PE-backed accounting firms

Private Equity (PE) firms are increasingly investing in accounting and finance firms. At first glance, it might seem like a win-win: more capital means more resources, right? But in reality, I've seen the cold truth. There’s often a trade-off between what a firm should be providing to its clients and the returns PE investors expect to harvest. So, does it really make a difference if your firm is PE-backed? The short answer: Yes, and not in a good way.

The Real Winners: PE Firms and Partners

When PE steps in, the immediate winners are the firm’s partners and the PE investors. Partners benefit from a buyout, and PE firms profit by driving higher margins. While this may seem like a healthy business move, the capital injected by PE firms rarely translates into better service for clients. Instead, it focuses on generating returns for investors—not on enhancing the core value the firm offers to you.

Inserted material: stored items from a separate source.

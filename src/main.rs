//! Purpose: `codebridge` CLI entry point.
//! Role: Binary crate root; parses args, runs commands, emits JSON on stdout.
//! Invariants: Commands emit stable JSON on stdout when it is not a terminal.
//! Invariants: Non-interactive errors are emitted as JSON on stderr.
//! Invariants: Process exit code is derived from `core::error::to_exit_code`.
use std::ffi::OsString;
use std::io::{self, IsTerminal};
use std::net::IpAddr;
use std::path::PathBuf;
use std::time::Duration;

use clap::{
    CommandFactory, Parser, Subcommand, ValueEnum, ValueHint, error::ErrorKind as ClapErrorKind,
};
use clap_complete::aot::Shell;
use serde_json::{Map, Value, json};
use std::error::Error as StdError;

use codebridge::core::error::{Error, ErrorKind, to_exit_code};
use codebridge::mcp::tool_descriptors;
use codebridge::server::{self, DEFAULT_PORT, DEFAULT_PORT_ATTEMPTS, ServeConfig};

mod command_dispatch;

/// How long the runtime waits for blocking dispatch work after the server stops.
const RUNTIME_SHUTDOWN_TIMEOUT: Duration = Duration::from_secs(1);

#[derive(Copy, Clone, Debug)]
struct RunOutcome {
    exit_code: i32,
}

impl RunOutcome {
    fn ok() -> Self {
        Self { exit_code: 0 }
    }

    fn with_code(exit_code: i32) -> Self {
        Self { exit_code }
    }
}

fn main() {
    let exit_code = match run() {
        Ok(outcome) => outcome.exit_code,
        Err((err, color_mode)) => {
            emit_error(&err, color_mode);
            to_exit_code(err.kind())
        }
    };
    std::process::exit(exit_code);
}

fn run() -> Result<RunOutcome, (Error, ColorMode)> {
    let cli = match Cli::try_parse_from(normalize_args(std::env::args_os())) {
        Ok(cli) => cli,
        Err(err) => match err.kind() {
            ClapErrorKind::DisplayHelp
            | ClapErrorKind::DisplayVersion
            | ClapErrorKind::DisplayHelpOnMissingArgumentOrSubcommand => {
                err.print().map_err(|io_err| {
                    (
                        Error::new(ErrorKind::Io)
                            .with_message("failed to write help")
                            .with_source(io_err),
                        ColorMode::Auto,
                    )
                })?;
                let exit_code = if matches!(
                    err.kind(),
                    ClapErrorKind::DisplayHelpOnMissingArgumentOrSubcommand
                ) {
                    2
                } else {
                    0
                };
                return Ok(RunOutcome::with_code(exit_code));
            }
            _ => {
                let message = clap_error_summary(&err);
                let hint = clap_error_hint(&err);
                return Err((
                    Error::new(ErrorKind::Usage)
                        .with_message(message)
                        .with_hint(hint),
                    ColorMode::Auto,
                ));
            }
        },
    };

    let color_mode = cli.color;
    command_dispatch::dispatch_command(cli.command, color_mode)
        .map_err(add_io_hint)
        .map_err(add_internal_hint)
        .map_err(|err| (err, color_mode))
}

fn normalize_args<I>(args: I) -> Vec<OsString>
where
    I: IntoIterator<Item = OsString>,
{
    args.into_iter()
        .map(|arg| {
            let replacement = arg.to_str().and_then(|value| match value {
                "---help" => Some("--help"),
                "---version" => Some("--version"),
                _ => None,
            });
            replacement.map(OsString::from).unwrap_or(arg)
        })
        .collect()
}

#[derive(Parser)]
#[command(
    name = "codebridge",
    version,
    about = "MCP server exposing IDE commands over JSON-RPC TCP and HTTP+SSE",
    help_template = r#"{about-with-newline}
{before-help}USAGE
  {usage}

COMMANDS
{subcommands}

OPTIONS
{options}

{after-help}
"#,
    long_about = None,
    before_help = r#"One port serves two transports:
  - raw TCP: newline-delimited JSON-RPC, replies on the same socket
  - HTTP: POST JSON-RPC to any path, replies arrive on GET /sse
"#,
    after_help = r#"EXAMPLES
  $ codebridge serve --workspace ~/src/app
  $ printf '{"jsonrpc":"2.0","id":1,"method":"tools/list"}\n' | nc 127.0.0.1 3001
  $ curl -N http://127.0.0.1:3001/sse                 # Terminal 1: event stream
  $ curl -d '{"jsonrpc":"2.0","id":1,"method":"ping"}' http://127.0.0.1:3001/

LEARN MORE
  $ codebridge <command> --help"#,
    arg_required_else_help = true,
    disable_help_subcommand = false
)]
struct Cli {
    #[arg(
        long,
        default_value = "auto",
        value_enum,
        help = "Colorize stderr diagnostics and pretty JSON output: auto|always|never"
    )]
    color: ColorMode,

    #[command(subcommand)]
    command: Command,
}

#[derive(Copy, Clone, Debug, ValueEnum)]
enum ColorMode {
    Auto,
    Always,
    Never,
}

impl ColorMode {
    fn use_color(self, is_tty: bool) -> bool {
        match self {
            ColorMode::Auto => is_tty,
            ColorMode::Always => true,
            ColorMode::Never => false,
        }
    }
}

#[derive(Subcommand)]
enum Command {
    #[command(
        about = "Run the MCP server",
        long_about = r#"Serve the workspace's IDE commands over MCP.

Prints one JSON line {"listening":..,"workspace":..} on stdout once the port is bound.
Logs go to stderr; tune them with RUST_LOG (default: info)."#,
        after_help = r#"EXAMPLES
  $ codebridge serve
  $ codebridge serve --port 4000 --port-attempts 1
  $ codebridge serve --workspace ../other-project
  $ RUST_LOG=debug codebridge serve

NOTES
  - If the port is busy the next ones are tried (3001..=3010 by default)
  - --port 0 binds any free port
  - Non-loopback binds require --allow-non-loopback"#
    )]
    Serve {
        #[arg(
            long,
            default_value = "127.0.0.1",
            help = "Bind host address",
            help_heading = "Connection"
        )]
        bind: IpAddr,
        #[arg(
            long,
            default_value_t = DEFAULT_PORT,
            help = "First port to try",
            help_heading = "Connection"
        )]
        port: u16,
        #[arg(
            long,
            default_value_t = DEFAULT_PORT_ATTEMPTS,
            help = "Number of consecutive ports to try",
            help_heading = "Connection"
        )]
        port_attempts: u16,
        #[arg(
            long,
            value_name = "DIR",
            help = "Workspace root (default: current directory)",
            value_hint = ValueHint::DirPath
        )]
        workspace: Option<PathBuf>,
        #[arg(
            long,
            help = "Allow non-loopback binds (no authentication is performed)",
            help_heading = "Safety"
        )]
        allow_non_loopback: bool,
    },
    #[command(
        about = "Print the tool catalog as JSON",
        long_about = r#"Emit every tool descriptor served by tools/list, without starting a server."#,
        after_help = r#"EXAMPLES
  $ codebridge tools
  $ codebridge tools | jq '.tools[].name'"#
    )]
    Tools,
    #[command(
        about = "Print version info as JSON",
        long_about = r#"Emit version info as JSON (stable, machine-readable)."#,
        after_help = r#"EXAMPLES
  $ codebridge version"#
    )]
    Version,
    #[command(
        arg_required_else_help = true,
        about = "Generate shell completions",
        long_about = r#"Generate shell completion scripts.

Prints a completion script for the given shell to stdout."#,
        after_help = r#"EXAMPLES
  $ codebridge completion bash > ~/.local/share/bash-completion/completions/codebridge
  $ codebridge completion zsh > ~/.zfunc/_codebridge
  $ codebridge completion fish > ~/.config/fish/completions/codebridge.fish"#
    )]
    Completion {
        #[arg(help = "Shell to generate completions for")]
        shell: Shell,
    },
}

fn serve_config(
    bind: IpAddr,
    port: u16,
    port_attempts: u16,
    workspace: Option<PathBuf>,
    allow_non_loopback: bool,
) -> Result<ServeConfig, Error> {
    let workspace = match workspace {
        Some(path) => path,
        None => std::env::current_dir().map_err(|err| {
            Error::new(ErrorKind::Io)
                .with_message("failed to read current directory")
                .with_hint("Pass the workspace explicitly with --workspace.")
                .with_source(err)
        })?,
    };
    Ok(ServeConfig {
        bind,
        port,
        port_attempts,
        workspace,
        allow_non_loopback,
    })
}

fn run_server(config: ServeConfig) -> Result<(), Error> {
    let runtime = tokio::runtime::Builder::new_multi_thread()
        .enable_all()
        .build()
        .map_err(|err| {
            Error::new(ErrorKind::Internal)
                .with_message("failed to start runtime")
                .with_source(err)
        })?;
    let result = runtime.block_on(server::serve(config));
    runtime.shutdown_timeout(RUNTIME_SHUTDOWN_TIMEOUT);
    result
}

fn add_io_hint(err: Error) -> Error {
    if err.kind() != ErrorKind::Io || err.hint().is_some() {
        return err;
    }
    err.with_hint("I/O error. Check the path, permissions, and whether the port is reachable.")
}

fn add_internal_hint(err: Error) -> Error {
    if err.kind() != ErrorKind::Internal || err.hint().is_some() {
        return err;
    }
    err.with_hint(
        "Unexpected internal failure. Retry with RUST_LOG=debug and share the log if it persists.",
    )
}

fn emit_tools(color_mode: ColorMode) {
    emit_json(json!({ "tools": tool_descriptors() }), color_mode);
}

fn emit_version_output(color_mode: ColorMode) {
    if io::stdout().is_terminal() {
        println!("codebridge {}", env!("CARGO_PKG_VERSION"));
    } else {
        emit_json(
            json!({
                "name": "codebridge",
                "version": env!("CARGO_PKG_VERSION"),
            }),
            color_mode,
        );
    }
}

fn emit_json(value: Value, color_mode: ColorMode) {
    let is_tty = io::stdout().is_terminal();
    let pretty = is_tty || color_mode.use_color(is_tty);
    let json = if pretty {
        serde_json::to_string_pretty(&value)
    } else {
        serde_json::to_string(&value)
    }
    .unwrap_or_else(|_| "{\"error\":\"json encode failed\"}".to_string());
    println!("{json}");
}

#[derive(Copy, Clone, Debug)]
enum AnsiColor {
    Red,
    Yellow,
}

fn colorize_label(label: &str, enabled: bool, color: AnsiColor) -> String {
    if !enabled {
        return label.to_string();
    }
    let code = match color {
        AnsiColor::Red => "31",
        AnsiColor::Yellow => "33",
    };
    format!("\u{1b}[{code}m{label}\u{1b}[0m")
}

fn emit_error(err: &Error, color_mode: ColorMode) {
    let is_tty = io::stderr().is_terminal();
    if is_tty {
        eprintln!("{}", error_text(err, color_mode.use_color(is_tty)));
        return;
    }

    let value = error_json(err);
    let json = serde_json::to_string(&value).unwrap_or_else(|_| {
        "{\"error\":{\"kind\":\"Internal\",\"message\":\"json encode failed\"}}".to_string()
    });
    eprintln!("{json}");
}

fn error_message(err: &Error) -> String {
    if let Some(message) = err.message() {
        return message.to_string();
    }
    match err.kind() {
        ErrorKind::Internal => "internal error".to_string(),
        ErrorKind::Usage => "usage error".to_string(),
        ErrorKind::NotFound => "not found".to_string(),
        ErrorKind::Io => "i/o error".to_string(),
        ErrorKind::Unavailable => "unavailable".to_string(),
    }
}

fn error_causes(err: &Error) -> Vec<String> {
    let mut causes = Vec::new();
    let mut cur = err.source();
    while let Some(source) = cur {
        causes.push(source.to_string());
        cur = source.source();
    }
    causes
}

fn error_json(err: &Error) -> Value {
    let mut inner = Map::new();
    inner.insert("kind".to_string(), json!(format!("{:?}", err.kind())));
    inner.insert("message".to_string(), json!(error_message(err)));
    if let Some(hint) = err.hint() {
        inner.insert("hint".to_string(), json!(hint));
    }
    if let Some(path) = err.path() {
        inner.insert("path".to_string(), json!(path.display().to_string()));
    }
    let causes = error_causes(err);
    if !causes.is_empty() {
        inner.insert("causes".to_string(), json!(causes));
    }

    let mut outer = Map::new();
    outer.insert("error".to_string(), Value::Object(inner));
    Value::Object(outer)
}

fn error_text(err: &Error, use_color: bool) -> String {
    let mut lines = Vec::new();
    lines.push(format!(
        "{} {}",
        colorize_label("error:", use_color, AnsiColor::Red),
        error_message(err)
    ));

    if let Some(hint) = err.hint() {
        lines.push(format!(
            "{} {hint}",
            colorize_label("hint:", use_color, AnsiColor::Yellow)
        ));
    }
    if let Some(path) = err.path() {
        lines.push(format!(
            "{} {}",
            colorize_label("path:", use_color, AnsiColor::Yellow),
            path.display()
        ));
    }

    let causes = error_causes(err);
    if let Some(cause) = causes.first() {
        lines.push(format!(
            "{} {cause}",
            colorize_label("caused by:", use_color, AnsiColor::Yellow)
        ));
    }

    lines.join("\n")
}

fn clap_error_summary(err: &clap::Error) -> String {
    for line in err.to_string().lines() {
        let trimmed = line.trim();
        if trimmed.is_empty() {
            continue;
        }
        if let Some(rest) = trimmed.strip_prefix("error:") {
            return rest.trim().to_string();
        }
        return trimmed.to_string();
    }
    "invalid arguments".to_string()
}

fn clap_error_hint(err: &clap::Error) -> String {
    let rendered = err.to_string();
    let usage = rendered
        .lines()
        .find_map(|line| line.trim().strip_prefix("Usage: "))
        .map(str::trim);

    let Some(usage) = usage else {
        return "Try `codebridge --help`.".to_string();
    };

    let tokens: Vec<&str> = usage.split_whitespace().collect();
    let Some(pos) = tokens.iter().position(|t| *t == "codebridge") else {
        return "Try `codebridge --help`.".to_string();
    };

    let parts: Vec<&str> = tokens
        .iter()
        .skip(pos + 1)
        .take_while(|token| {
            !(token.starts_with('-') || token.starts_with('<') || token.starts_with('['))
        })
        .copied()
        .collect();

    if parts.is_empty() {
        return "Try `codebridge --help`.".to_string();
    }
    format!("Try `codebridge {} --help`.", parts.join(" "))
}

What Should Firms Be Providing to Clients?

A professional services firm thrives by delivering quality expertise, personalized service, and long-term support. This requires consistent investment in people—hiring the best talent, training staff, and ensuring they are well-supported. These investments allow firms to stay ahead of evolving industry needs and client expectations. But with PE involvement, this essential investment is often compromised.

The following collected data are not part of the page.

use serde::{Deserialize, Serialize};
use std::fmt;

/// Side of the board. Serialized as `w` / `b`.
#[derive(Debug, Clone, Copy, PartialEq, Eq, Hash, Serialize, Deserialize)]
pub enum Color {
    #[serde(rename = "w")]
    White,
    #[serde(rename = "b")]
    Black,
}

impl Color {
    pub fn opposite(self) -> Self {
        match self {
            Color::White => Color::Black,
            Color::Black => Color::White,
        }
    }

    /// Lowercase name, also used as board orientation
    pub fn name(self) -> &'static str {
        match self {
            Color::White => "white",
            Color::Black => "black",
        }
    }
}

impl From<shakmaty::Color> for Color {
    fn from(color: shakmaty::Color) -> Self {
        match color {
            shakmaty::Color::White => Color::White,
            shakmaty::Color::Black => Color::Black,
        }
    }
}

impl fmt::Display for Color {
    fn fmt(&self, f: &mut fmt::Formatter<'_>) -> fmt::Result {
        f.write_str(self.name())
    }
}

#[derive(Debug, Clone, Copy, PartialEq, Eq, Serialize, Deserialize)]
pub enum PromotionPiece {
    #[serde(rename = "q")]
    Queen,
    #[serde(rename = "r")]
    Rook,
    #[serde(rename = "b")]
    Bishop,
    #[serde(rename = "n")]
    Knight,
}

impl PromotionPiece {
    pub fn role(self) -> shakmaty::Role {
        match self {
            PromotionPiece::Queen => shakmaty::Role::Queen,
            PromotionPiece::Rook => shakmaty::Role::Rook,
            PromotionPiece::Bishop => shakmaty::Role::Bishop,
            PromotionPiece::Knight => shakmaty::Role::Knight,
        }
    }

    pub fn from_role(role: shakmaty::Role) -> Option<Self> {
        match role {
            shakmaty::Role::Queen => Some(PromotionPiece::Queen),
            shakmaty::Role::Rook => Some(PromotionPiece::Rook),
            shakmaty::Role::Bishop => Some(PromotionPiece::Bishop),
            shakmaty::Role::Knight => Some(PromotionPiece::Knight),
            _ => None,
        }
    }
}

/// A move as exchanged between clients through the relay
#[derive(Debug, Clone, PartialEq, Eq, Serialize, Deserialize)]
pub struct ChessMove {
    pub color: Color,
    pub from: String,
    pub to: String,
    #[serde(default, skip_serializing_if = "Option::is_none")]
    pub promotion: Option<PromotionPiece>,
    /// Filled in by the mover's rules library, informational only
    #[serde(default, skip_serializing_if = "Option::is_none")]
    pub san: Option<String>,
}

impl ChessMove {
    pub fn new(color: Color, from: impl Into<String>, to: impl Into<String>) -> Self {
        Self {
            color,
            from: from.into(),
            to: to.into(),
            promotion: None,
            san: None,
        }
    }

    pub fn with_promotion(mut self, piece: PromotionPiece) -> Self {
        self.promotion = Some(piece);
        self
    }
}

/// One line of the move log shown next to the board
#[derive(Debug, Clone, PartialEq, Eq, Serialize, Deserialize)]
pub struct MoveLogEntry {
    pub color: Color,
    pub from: String,
    pub to: String,
}

impl From<&ChessMove> for MoveLogEntry {
    fn from(mv: &ChessMove) -> Self {
        Self {
            color: mv.color,
            from: mv.from.clone(),
            to: mv.to.clone(),
        }
    }
}

impl fmt::Display for MoveLogEntry {
    fn fmt(&self, f: &mut fmt::Formatter<'_>) -> fmt::Result {
        let side = match self.color {
            Color::White => "White",
            Color::Black => "Black",
        };
        write!(f, "{}: {} {}", side, self.from, self.to)
    }
}
// Client side of a game: lobby, board state and the relay socket

pub mod connection;
pub mod lobby;
pub mod session;
pub mod view;

pub use connection::{ClientError, Connection};
pub use lobby::{Lobby, LobbyEvent};
pub use session::{ClientSession, Command, Response};
pub use view::GameView;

The PE Trade-Off: Cost-Cutting Over Client Care

PE firms have a well-worn playbook: cut costs, increase profits. The first to go? Overhead expenses. This often includes Learning & Development (L&D) programs and back-office support—critical components that contribute to better service delivery. While these cuts may improve short-term profitability, they come at the expense of maintaining a skilled, engaged workforce capable of delivering the high-level service clients expect.

In simple terms: when PE prioritizes cutting costs to maximize their return on investment, your experience as a client may be diminished. You might face higher billing rates, while the service quality stagnates or even declines, as the firm’s ability to invest in its people and processes shrinks.

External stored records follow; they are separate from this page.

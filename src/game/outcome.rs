use std::fmt;

use crate::models::Color;

/// How a finished game ended
#[derive(Debug, Clone, Copy, PartialEq, Eq)]
pub enum Outcome {
    /// The given side delivered mate
    Checkmate { winner: Color },
    Stalemate,
    InsufficientMaterial,
    /// Halfmove clock reached 100
    FiftyMoveRule,
    ThreefoldRepetition,
}

impl Outcome {
    pub fn is_draw(self) -> bool {
        !matches!(self, Outcome::Checkmate { .. })
    }

    pub fn winner(self) -> Option<Color> {
        match self {
            Outcome::Checkmate { winner } => Some(winner),
            _ => None,
        }
    }
}

/// The message shown in the game-over dialog
impl fmt::Display for Outcome {
    fn fmt(&self, f: &mut fmt::Formatter<'_>) -> fmt::Result {
        match self {
            Outcome::Checkmate { winner } => write!(f, "Checkmate! {} wins!", winner),
            _ => f.write_str("Draw"),
        }
    }
}
use axum::Json;
use serde_json::{json, Value};

/// Health check endpoint
pub async fn health_check() -> Json<Value> {
    Json(json!({
        "status": "ok",
        "service": "chess-rooms",
        "version": env!("CARGO_PKG_VERSION")
    }))
}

Pressure on Labor, Impact on Clients

Another common PE strategy is to keep labor costs low while pushing for higher billing rates. For instance, I've seen PE-backed firm billing rates increase by over 8% but only while raising employee wages by 3%, and not just as a single-cycle event. This disparity leads to dissatisfaction among employees, higher turnover, and, ultimately, a less consistent service experience for clients like you.

When skilled professionals leave because they aren’t adequately compensated or supported, the quality of advice and service you receive often suffers. And yet, while the firm’s internal issues mount, PE investors continue to enjoy healthy returns—at the expense of both the employees and clients.

A Difference in Management Approach

PE-managed firms often push performance expectations to an unrealistic level. They set fanciful targets, and when those targets aren’t met, they “yell at the results,” rather than addressing the root causes, reacting to industry trends, or even understanding the business that they bought in the first place. This approach leads to frantic efforts to make the financials look better—sometimes at the expense of quality and long-term relationships—rather than focusing on what really drives success: client satisfaction and delivering value.

By contrast, owner-run firms tend to take a more grounded approach. They focus on the fundamentals of client service, continually improving how they work with clients and refining the inputs that create strong, lasting partnerships. Instead of just focusing on economic results, they prioritize delivering great service, knowing that the financials will follow. This mindset fosters a healthier, more sustainable business that puts client outcomes ahead of unrealistic financial pressures.

The Bottom Line for Clients

PE firms enter the accounting and finance sector to generate returns for their investors. While they might inject capital, this rarely translates into better service or long-term value for clients. Instead, cost-cutting and labor pressure leave firms less able to invest in the very things that make them successful—people, skills, and client care. Unfortunately, this isn't a trend that's going away any time soon.

So, if you’re considering whether a PE-backed firm is right for you, remember: the trade-off is real. Higher short-term profits for investors often come at the cost of long-term value for clients. As part of your diligence when selecting an accounting firm, ask whether they are PE-owned. It will make a difference.